• _To do_: Give back exactly the lines from the start of the listing to the line containing "let config = WorkspaceConfig::load(&root)?;", inclusive, and nothing beyond them.

• _Stored data_:
┄┄┄┄┄┄

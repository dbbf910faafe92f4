//! Command implementations for the CLI.

mod generate;
mod list;
mod reporter;
mod run;

use std::path::PathBuf;

use anyhow::Result;
use wsrun_core::{locate_root, LocateOptions, Scanner, Workspace, WorkspaceConfig};

use crate::formatting::print_invalid_descriptors;

pub use generate::cmd_generate;
pub use list::cmd_list;
pub use run::{cmd_run, RunArgs};

/// A located root with its config and enumerated workspaces.
struct LoadedWorkspace {
    root: PathBuf,
    config: WorkspaceConfig,
    workspaces: Vec<Workspace>,
}

fn load_workspace(locate: &LocateOptions) -> Result<LoadedWorkspace> {
    let root = locate_root(locate)?;
    let config = WorkspaceConfig::load(&root)?;
    let mut scanner = Scanner::with_config(&root, &config);
    let workspaces = scanner.scan()?;
    print_invalid_descriptors(scanner.invalid_descriptors());

    Ok(LoadedWorkspace {
        root,
        config,
        workspaces,
    })
}
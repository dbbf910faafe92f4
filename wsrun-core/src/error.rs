//! Error types and result aliases.

use std::path::PathBuf;

use thiserror::Error;

#[derive(Error, Debug)]
pub enum Error {
    #[error("IO error: {0}")]
    Io(#[from] std::io::Error),

    #[error("JSON error in {context}: {error}")]
    Json {
        error: serde_json::Error,
        context: String,
    },

    #[error("TOML parse error in {context}: {error}")]
    Toml {
        error: toml::de::Error,
        context: String,
    },

    #[error("Unable to find workspace root starting from {start}. Expected a 'package.json' declaring 'workspaces' in an ancestor directory.")]
    RootNotFound { start: PathBuf },

    #[error("Invalid package descriptor {path}: {message}")]
    DescriptorParse { path: PathBuf, message: String },

    #[error("Invalid config file {path}: {message}")]
    InvalidConfig { path: PathBuf, message: String },

    #[error("Invalid workspace glob '{pattern}': {message}")]
    InvalidGlob { pattern: String, message: String },

    #[error("Task execution failed for {workspace}::{task}: {message}")]
    TaskExecution {
        workspace: String,
        task: String,
        message: String,
    },
}

impl Error {
    pub(crate) fn json(error: serde_json::Error, context: impl Into<String>) -> Self {
        Error::Json {
            error,
            context: context.into(),
        }
    }
}

pub type Result<T> = std::result::Result<T, Error>;
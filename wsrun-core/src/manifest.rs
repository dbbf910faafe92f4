//! `package.json` schemas for the workspace root and individual packages.

use std::path::Path;

use indexmap::IndexMap;
use serde::{Deserialize, Deserializer, Serialize};

use crate::error::{Error, Result};

/// File name of both the root marker and per-package descriptors.
pub const MANIFEST_FILE: &str = "package.json";

/// The `workspaces` field accepts either a glob list or yarn's object form.
#[derive(Debug, Clone, Deserialize)]
#[serde(untagged)]
enum WorkspacesValue {
    Globs(Vec<String>),
    Object {
        #[serde(default)]
        packages: Vec<String>,
    },
}

fn deserialize_workspaces<'de, D>(deserializer: D) -> std::result::Result<Option<Vec<String>>, D::Error>
where
    D: Deserializer<'de>,
{
    let value: Option<WorkspacesValue> = Option::deserialize(deserializer)?;
    Ok(value.map(|v| match v {
        WorkspacesValue::Globs(globs) => globs,
        WorkspacesValue::Object { packages } => packages,
    }))
}

/// The root marker file. Only the workspace glob list matters here.
#[derive(Debug, Clone, Default, Deserialize)]
pub struct RootManifest {
    #[serde(default, deserialize_with = "deserialize_workspaces")]
    pub workspaces: Option<Vec<String>>,
}

impl RootManifest {
    pub fn from_json(content: &str) -> serde_json::Result<Self> {
        serde_json::from_str(content)
    }

    /// Reads `package.json` from `dir`.
    pub fn load(dir: &Path) -> Result<Self> {
        let path = dir.join(MANIFEST_FILE);
        let content = std::fs::read_to_string(&path)?;
        Self::from_json(&content).map_err(|e| Error::json(e, path.display().to_string()))
    }

    /// Returns the declared globs, or `None` if this manifest is not a workspace root.
    #[inline]
    pub fn workspace_globs(&self) -> Option<&[String]> {
        self.workspaces.as_deref()
    }
}

/// A package descriptor (`<location>/package.json`).
#[derive(Debug, Clone, PartialEq, Eq, Serialize, Deserialize)]
pub struct PackageManifest {
    pub name: String,
    #[serde(default)]
    pub scripts: IndexMap<String, String>,
}

impl PackageManifest {
    /// Parses and validates a descriptor. Missing or malformed fields become
    /// [`Error::DescriptorParse`].
    pub fn parse(path: &Path, content: &str) -> Result<Self> {
        let manifest: PackageManifest =
            serde_json::from_str(content).map_err(|e| Error::DescriptorParse {
                path: path.to_path_buf(),
                message: e.to_string(),
            })?;

        if manifest.name.trim().is_empty() {
            return Err(Error::DescriptorParse {
                path: path.to_path_buf(),
                message: "field 'name' must not be empty".to_string(),
            });
        }

        Ok(manifest)
    }

    pub fn load(path: &Path) -> Result<Self> {
        let content = std::fs::read_to_string(path).map_err(|e| Error::DescriptorParse {
            path: path.to_path_buf(),
            message: e.to_string(),
        })?;
        Self::parse(path, &content)
    }

    #[inline]
    pub fn script(&self, name: &str) -> Option<&str> {
        self.scripts
            .get(name)
            .map(String::as_str)
            .filter(|s| !s.is_empty())
    }
}

#[cfg(test)]
mod tests {
    use super::*;

    #[test]
    fn root_accepts_object_form() {
        let root = RootManifest::from_json(r#"{"workspaces":{"packages":["libs/*"]}}"#).unwrap();
        assert_eq!(root.workspace_globs(), Some(&["libs/*".to_string()][..]));
    }

    #[test]
    fn root_without_workspaces() {
        let root = RootManifest::from_json(r#"{"name":"app"}"#).unwrap();
        assert!(root.workspace_globs().is_none());
    }

    #[test]
    fn descriptor_requires_name() {
        let err = PackageManifest::parse(Path::new("p/package.json"), r#"{"scripts":{}}"#);
        assert!(matches!(err, Err(Error::DescriptorParse { .. })));
    }

    #[test]
    fn empty_script_counts_as_missing() {
        let pkg = PackageManifest::parse(
            Path::new("p/package.json"),
            r#"{"name":"p","scripts":{"build":"","test":"jest"}}"#,
        )
        .unwrap();
        assert_eq!(pkg.script("build"), None);
        assert_eq!(pkg.script("test"), Some("jest"));
    }
}
use std::fs;
use std::path::Path;

use tempfile::TempDir;
use wsrun_core::{Error, Scanner, WorkspaceConfig};

fn write_root(root: &Path, globs: &[&str]) {
    let manifest = serde_json::json!({ "private": true, "workspaces": globs });
    fs::write(root.join("package.json"), manifest.to_string()).unwrap();
}

fn create_package(root: &Path, location: &str, name: &str) {
    let dir = root.join(location);
    fs::create_dir_all(&dir).unwrap();
    let manifest = serde_json::json!({ "name": name, "scripts": { "build": "echo build" } });
    fs::write(dir.join("package.json"), manifest.to_string()).unwrap();
}

fn locations(root: &Path) -> Vec<String> {
    let mut scanner = Scanner::new(root);
    scanner
        .scan()
        .unwrap()
        .into_iter()
        .map(|ws| ws.location)
        .collect()
}

#[test]
fn test_scan_preserves_pattern_order() {
    let temp_dir = TempDir::new().unwrap();
    let root = temp_dir.path();
    write_root(root, &["packages/*", "apps/*"]);
    create_package(root, "apps/web", "@repo/web");
    create_package(root, "packages/b", "@repo/b");
    create_package(root, "packages/a", "@repo/a");

    assert_eq!(locations(root), vec!["packages/a", "packages/b", "apps/web"]);
}

#[test]
fn test_scan_does_not_deduplicate() {
    let temp_dir = TempDir::new().unwrap();
    let root = temp_dir.path();
    write_root(root, &["packages/*", "packages/*"]);
    create_package(root, "packages/a", "@repo/a");

    let mut scanner = Scanner::new(root);
    let workspaces = scanner.scan().unwrap();
    assert_eq!(workspaces.len(), 2);
    assert_eq!(workspaces[0], workspaces[1]);
    assert_eq!(workspaces[0].name, "@repo/a");
}

#[test]
fn test_scan_excludes_tools() {
    let temp_dir = TempDir::new().unwrap();
    let root = temp_dir.path();
    write_root(root, &["tools/*", "packages/*", "tools/nested/*"]);
    create_package(root, "tools/lint", "lint");
    create_package(root, "tools/nested/gen", "gen");
    create_package(root, "packages/a", "a");

    assert_eq!(locations(root), vec!["packages/a"]);
}

#[test]
fn test_scan_skips_malformed_descriptors() {
    let temp_dir = TempDir::new().unwrap();
    let root = temp_dir.path();
    write_root(root, &["packages/*"]);
    create_package(root, "packages/a", "a");
    fs::create_dir_all(root.join("packages/broken")).unwrap();
    fs::write(root.join("packages/broken/package.json"), "{ not json").unwrap();
    fs::create_dir_all(root.join("packages/nameless")).unwrap();
    fs::write(root.join("packages/nameless/package.json"), r#"{"version":"1.0.0"}"#).unwrap();

    let mut scanner = Scanner::new(root);
    let workspaces = scanner.scan().unwrap();

    assert_eq!(workspaces.len(), 1);
    assert_eq!(workspaces[0].location, "packages/a");

    let invalid: Vec<_> = scanner
        .invalid_descriptors()
        .iter()
        .map(|d| d.path.strip_prefix(root).unwrap().to_path_buf())
        .collect();
    assert_eq!(invalid.len(), 2);
    assert!(invalid.contains(&Path::new("packages/broken/package.json").to_path_buf()));
    assert!(invalid.contains(&Path::new("packages/nameless/package.json").to_path_buf()));
}

#[test]
fn test_scan_ignores_dirs_without_descriptor() {
    let temp_dir = TempDir::new().unwrap();
    let root = temp_dir.path();
    write_root(root, &["packages/*"]);
    create_package(root, "packages/a", "a");
    fs::create_dir_all(root.join("packages/empty")).unwrap();

    assert_eq!(locations(root), vec!["packages/a"]);
}

#[test]
fn test_scan_with_configured_ignore() {
    let temp_dir = TempDir::new().unwrap();
    let root = temp_dir.path();
    write_root(root, &["packages/*", "tools/*"]);
    create_package(root, "packages/a", "a");
    create_package(root, "packages/legacy", "legacy");
    create_package(root, "tools/lint", "lint");
    fs::write(
        root.join("wsrun.toml"),
        "[workspace]\nignore = [\"packages/legacy\"]\n",
    )
    .unwrap();

    let config = WorkspaceConfig::load(root).unwrap();
    let mut scanner = Scanner::with_config(root, &config);
    let found: Vec<String> = scanner
        .scan()
        .unwrap()
        .into_iter()
        .map(|ws| ws.location)
        .collect();

    assert_eq!(found, vec!["packages/a", "tools/lint"]);
}

#[test]
fn test_scan_requires_workspaces_field() {
    let temp_dir = TempDir::new().unwrap();
    fs::write(temp_dir.path().join("package.json"), r#"{"name":"solo"}"#).unwrap();

    let mut scanner = Scanner::new(temp_dir.path());
    assert!(matches!(scanner.scan(), Err(Error::RootNotFound { .. })));
}
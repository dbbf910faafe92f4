mod commands;
mod formatting;

use std::path::PathBuf;

use anyhow::Result;
use clap::{Parser, Subcommand};
use tracing::Level;
use tracing_subscriber::EnvFilter;
use wsrun_core::{LocateOptions, RunnerKind};

#[derive(Parser)]
#[command(name = "wsrun")]
#[command(about = "Run package scripts across monorepo workspaces")]
struct Cli {
    #[command(subcommand)]
    command: Commands,

    /// Directory to start the workspace root search from
    #[arg(long)]
    cwd: Option<PathBuf>,

    /// Keep searching upward past node_modules directories
    #[arg(long, action)]
    cross_node_modules: bool,

    #[arg(short, long, action = clap::ArgAction::Count)]
    verbose: u8,

    #[arg(short, long, action)]
    quiet: bool,
}

#[derive(Subcommand)]
enum Commands {
    /// Run a script in every workspace under the package prefix
    Run {
        /// Start every task at once instead of one after another
        #[arg(short, long, action)]
        parallel: bool,
        /// Do not announce each task before it starts
        #[arg(short, long, action)]
        silent: bool,
        /// Comma-separated short names that run first, in this order
        #[arg(short, long)]
        order: Option<String>,
        /// Comma-separated short names to leave out
        #[arg(short, long)]
        exclude: Option<String>,
        /// Maximum concurrent tasks with --parallel
        #[arg(short = 'j', long)]
        jobs: Option<usize>,
        #[arg(long, value_enum)]
        runner: Option<RunnerArg>,
        /// Script name followed by arguments passed through verbatim
        #[arg(
            required = true,
            trailing_var_arg = true,
            allow_hyphen_values = true,
            value_name = "COMMAND"
        )]
        command: Vec<String>,
    },
    /// Rewrite the tsconfig references list from the discovered workspaces
    Generate {
        /// References file relative to the workspace root
        #[arg(long)]
        file: Option<String>,
    },
    /// List discovered workspaces
    List {
        #[arg(long, action)]
        json: bool,
    },
}

#[derive(clap::ValueEnum, Clone, Copy)]
enum RunnerArg {
    Yarn,
    Npm,
    Pnpm,
    Shell,
}

impl From<RunnerArg> for RunnerKind {
    fn from(arg: RunnerArg) -> Self {
        match arg {
            RunnerArg::Yarn => RunnerKind::Yarn,
            RunnerArg::Npm => RunnerKind::Npm,
            RunnerArg::Pnpm => RunnerKind::Pnpm,
            RunnerArg::Shell => RunnerKind::Shell,
        }
    }
}

fn init_logging(verbose: u8, quiet: bool) {
    let log_level = if quiet {
        Level::ERROR
    } else {
        match verbose {
            0 => Level::WARN,
            1 => Level::DEBUG,
            _ => Level::TRACE,
        }
    };

    let filter = EnvFilter::try_from_env("WSRUN_LOG")
        .unwrap_or_else(|_| EnvFilter::default().add_directive(log_level.into()));

    tracing_subscriber::fmt()
        .with_env_filter(filter)
        .with_writer(std::io::stderr)
        .with_target(false)
        .init();
}

fn main() -> Result<()> {
    let cli = Cli::parse();
    init_logging(cli.verbose, cli.quiet);

    let start_dir = match cli.cwd {
        Some(dir) => dir,
        None => std::env::current_dir()?,
    };
    let locate = LocateOptions::new(start_dir).cross_dependency_cache(cli.cross_node_modules);

    match cli.command {
        Commands::Run {
            parallel,
            silent,
            order,
            exclude,
            jobs,
            runner,
            command,
        } => commands::cmd_run(
            locate,
            commands::RunArgs {
                parallel,
                silent,
                order,
                exclude,
                jobs,
                runner: runner.map(Into::into),
                command,
            },
        )?,
        Commands::Generate { file } => commands::cmd_generate(locate, file)?,
        Commands::List { json } => commands::cmd_list(locate, json)?,
    }

    Ok(())
}
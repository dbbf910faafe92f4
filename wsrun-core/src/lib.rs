//! Core library for running package scripts across monorepo workspaces.

pub mod config;
pub mod error;
pub mod locator;
pub mod manifest;
pub mod output;
pub mod references;
pub mod reporter;
pub mod runner;
pub mod scanner;
pub mod streaming;
pub mod workspace;

pub use config::{LocateOptions, RunSection, RunnerKind, WorkspaceConfig};
pub use error::{Error, Result};
pub use locator::locate_root;
pub use manifest::{PackageManifest, RootManifest};
pub use output::{OutputLine, OutputStream};
pub use references::{generate_references, rewrite_references, GenerateReport};
pub use reporter::{NullReporter, RunReporter};
pub use runner::{RunOptions, RunPlan, RunSummary, SkipReason, SkippedTask, TaskOutcome, TaskResult, TaskRunner};
pub use scanner::{InvalidDescriptor, Scanner};
pub use streaming::{ExitedTask, LaunchSpec, StreamingTask, OUTPUT_DRAIN_GRACE};
pub use workspace::Workspace;
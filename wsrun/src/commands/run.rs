//! Script fan-out command.

use std::sync::Arc;

use anyhow::Result;
use wsrun_core::{LocateOptions, RunOptions, RunSection, RunnerKind, TaskRunner};

use crate::formatting::{print_error, print_run_failures};

use super::reporter::CliRunReporter;
use super::{load_workspace, LoadedWorkspace};

/// Raw `run` arguments before merging with `wsrun.toml`.
pub struct RunArgs {
    pub parallel: bool,
    pub silent: bool,
    pub order: Option<String>,
    pub exclude: Option<String>,
    pub jobs: Option<usize>,
    pub runner: Option<RunnerKind>,
    /// Script name followed by pass-through arguments.
    pub command: Vec<String>,
}

impl RunArgs {
    /// Flags win over config; booleans are OR-ed.
    fn to_options(&self, config: &RunSection) -> RunOptions {
        RunOptions {
            parallel: self.parallel || config.parallel,
            silent: self.silent || config.silent,
            order: self
                .order
                .as_deref()
                .map(RunOptions::parse_list)
                .unwrap_or_else(|| config.order.clone()),
            exclude: self
                .exclude
                .as_deref()
                .map(RunOptions::parse_list)
                .unwrap_or_else(|| config.exclude.clone()),
            jobs: self.jobs.or(config.jobs),
        }
    }
}

pub fn cmd_run(locate: LocateOptions, args: RunArgs) -> Result<()> {
    let Some((task_name, task_args)) = args.command.split_first() else {
        return Err(anyhow::anyhow!("No script name given"));
    };

    let LoadedWorkspace {
        root,
        config,
        workspaces,
    } = load_workspace(&locate)?;

    let options = args.to_options(&config.run);
    let mut runner = TaskRunner::with_config(&root, &config);
    if let Some(kind) = args.runner {
        runner = runner.with_runner(kind);
    }

    let rt = tokio::runtime::Builder::new_current_thread()
        .enable_all()
        .build()
        .map_err(|e| anyhow::anyhow!("Failed to create tokio runtime: {}", e))?;

    let summary = rt.block_on(runner.run_task(
        workspaces,
        &options,
        task_name,
        task_args,
        Arc::new(CliRunReporter),
    ))?;

    if !summary.is_success() {
        print_run_failures(&summary);
        print_error(&format!(
            "{} of {} tasks failed",
            summary.failures().count(),
            summary.results.len()
        ));
        std::process::exit(1);
    }

    Ok(())
}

┄┄┄┄┄┄

• _Exercise answer_:
repository dbbf910faafe92f4
//! Command implementations for the CLI.

mod generate;
mod list;
mod reporter;
mod run;

use std::path::PathBuf;

use anyhow::Result;
use wsrun_core::{locate_root, LocateOptions, Scanner, Workspace, WorkspaceConfig};

use crate::formatting::print_invalid_descriptors;

pub use generate::cmd_generate;
pub use list::cmd_list;
pub use run::{cmd_run, RunArgs};

/// A located root with its config and enumerated workspaces.
struct LoadedWorkspace {
    root: PathBuf,
    config: WorkspaceConfig,
    workspaces: Vec<Workspace>,
}

fn load_workspace(locate: &LocateOptions) -> Result<LoadedWorkspace> {
    let root = locate_root(locate)?;
    let config = WorkspaceConfig::load(&root)?;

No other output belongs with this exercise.